Precisamente Lolita iba a ser escrita parcialmente en ruso, francés e inglés ―las tres lenguas aprendidas desde bebé―, hasta que esta última se impuso, y de qué manera: el estilo nabokoviano alcanza su clímax de preciosismo e intensidad en la historia de esta «pobre niña que corrompen, y cuyos sentidos nunca se llegan a despertar bajo las caricias del inmundo señor Humbert», como dijo en la citada entrevista: «No sólo la perversidad de la pobre criatura fue grotescamente exagerada sino el aspecto físico, la edad […]. En realidad, Lolita es una niña de doce años mientras que Mr. Humbert es un hombre maduro, y el abismo entre su edad y la de la niña produce el vacío entre ellos». Y he aquí el meollo de la cuestión: «Entre ese vacío, ese vértigo, la seducción, atracción de un peligro mortal. […] Lolita, la nínfula, sólo existe a través de la obsesión que destruye a Humbert. Éste es un aspecto esencial de un libro singular que ha sido falseado por una popularidad artificiosa».

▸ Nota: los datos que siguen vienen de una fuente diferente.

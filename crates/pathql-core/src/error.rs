//! Core error types.

use thiserror::Error;

use crate::basis::OpKind;
use pathql_lang::LangError;
use pathql_proto::ObjectId;

/// Evaluation and store errors.
#[derive(Debug, Error)]
pub enum Error {
    /// The query tree is not well formed.
    #[error(transparent)]
    Query(#[from] LangError),

    /// A path whose base is neither a bound input, an alias nor a type extent.
    #[error("unresolved path: {0}")]
    UnresolvedPath(String),

    /// A partial path used where no prefix is in scope.
    #[error("partial path {0} has no enclosing prefix")]
    MissingPrefix(String),

    /// A path step that cannot appear where it does.
    #[error("malformed path: {0}")]
    MalformedPath(String),

    /// Operator or function not in the registry.
    #[error("unknown {kind} '{name}'")]
    UnknownOperator { kind: OpKind, name: String },

    /// Call with the wrong number of arguments.
    #[error("{kind} '{name}' takes {expected} argument(s), got {got}")]
    Arity {
        kind: OpKind,
        name: String,
        expected: usize,
        got: usize,
    },

    /// A clause received the wrong number of values.
    #[error("{clause} must yield {expected}, got {got} values")]
    Cardinality {
        clause: &'static str,
        expected: &'static str,
        got: usize,
    },

    /// Object referenced by a traversal is missing from the store.
    #[error("object {0} not found in store")]
    MissingObject(ObjectId),

    /// Operand of the wrong kind.
    #[error("type mismatch: {op} not supported for {operands}")]
    TypeMismatch { op: String, operands: String },

    /// Run-time value failure (division by zero, failed cast, bad index).
    #[error("invalid value: {0}")]
    InvalidValue(String),

    /// Evaluation exceeded the configured budget.
    #[error("budget exceeded: {0}")]
    BudgetExceeded(String),

    /// Store fixture is malformed.
    #[error("invalid fixture: {0}")]
    Fixture(String),

    /// Fixture file could not be read.
    #[error("I/O error: {0}")]
    Io(#[from] std::io::Error),

    /// Fixture is not valid JSON.
    #[error("JSON error: {0}")]
    Json(#[from] serde_json::Error),
}

/// Error classification.
#[derive(Debug, Clone, Copy, PartialEq, Eq)]
pub enum ErrorKind {
    /// Unresolvable path, unknown operator or function, wrong arity.
    MalformedQuery,
    /// A clause received zero or several values where one was required.
    Cardinality,
    /// The store is missing an object a traversal refers to, or cannot be loaded.
    StoreConsistency,
    /// Operand failures and budget exhaustion.
    InvalidValue,
}

impl Error {
    /// Classify this error.
    pub fn kind(&self) -> ErrorKind {
        match self {
            Error::Query(_)
            | Error::UnresolvedPath(_)
            | Error::MissingPrefix(_)
            | Error::MalformedPath(_)
            | Error::UnknownOperator { .. }
            | Error::Arity { .. } => ErrorKind::MalformedQuery,
            Error::Cardinality { .. } => ErrorKind::Cardinality,
            Error::MissingObject(_) | Error::Fixture(_) | Error::Io(_) | Error::Json(_) => {
                ErrorKind::StoreConsistency
            }
            Error::TypeMismatch { .. } | Error::InvalidValue(_) | Error::BudgetExceeded(_) => {
                ErrorKind::InvalidValue
            }
        }
    }

    /// Create an invalid value error.
    pub fn invalid(message: impl Into<String>) -> Self {
        Error::InvalidValue(message.into())
    }

    /// Create a type mismatch error for an operation over the given operands.
    pub fn mismatch(op: &str, operands: &[&pathql_proto::Value]) -> Self {
        Error::TypeMismatch {
            op: op.to_string(),
            operands: operands
                .iter()
                .map(|v| v.type_name())
                .collect::<Vec<_>>()
                .join(", "),
        }
    }
}

#[cfg(test)]
mod tests {
    use super::*;

    #[test]
    fn test_error_kinds() {
        assert_eq!(
            Error::UnresolvedPath("Nope".into()).kind(),
            ErrorKind::MalformedQuery
        );
        assert_eq!(
            Error::Cardinality {
                clause: "LIMIT",
                expected: "exactly one value",
                got: 2
            }
            .kind(),
            ErrorKind::Cardinality
        );
        assert_eq!(
            Error::MissingObject(ObjectId::nil()).kind(),
            ErrorKind::StoreConsistency
        );
        assert_eq!(
            Error::BudgetExceeded("depth".into()).kind(),
            ErrorKind::InvalidValue
        );
    }

    #[test]
    fn test_error_messages() {
        let err = Error::Arity {
            kind: OpKind::Func,
            name: "len".into(),
            expected: 1,
            got: 2,
        };
        assert_eq!(err.to_string(), "func 'len' takes 1 argument(s), got 2");
    }
}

Una popularidad que ha devenido parte integrante del imaginario colectivo desde el plano sexual y lingüístico hasta hacerse popular y claramente identificable. De modo que leer una novela como Las ideas puras, de Pablo d’Ors, era hacer que emergiera del inconsciente Lolita, tal vez una suerte de Lolita filosófica, pues la obra que firmaba este doctor en Teología, profesor y capellán de la Universidad Autónoma de Madrid en el año 2000 tenía como protagonista, pese a lo que estamos a punto de comentar, sobre todo el pensamiento humano y las acciones derivadas de él. Así, la obra era un ejercicio que expresaba el modo de penetrar, en primera persona, en las profundidades de la mente. En concreto, en la de un maestro de filosofía, «un hombre entregado a las ideas puras con un tesón ejemplar y envidiable», un cincuentón que había envejecido mal y que nos desvelaba sus recuerdos de una juventud llena de talento así como sus dos entregas primordiales: la permanente inquietud por su trabajo ―obsesión que le conducía a apodar con nombres de pensadores célebres a sus alumnos― y la pederastia con una alumna adolescente.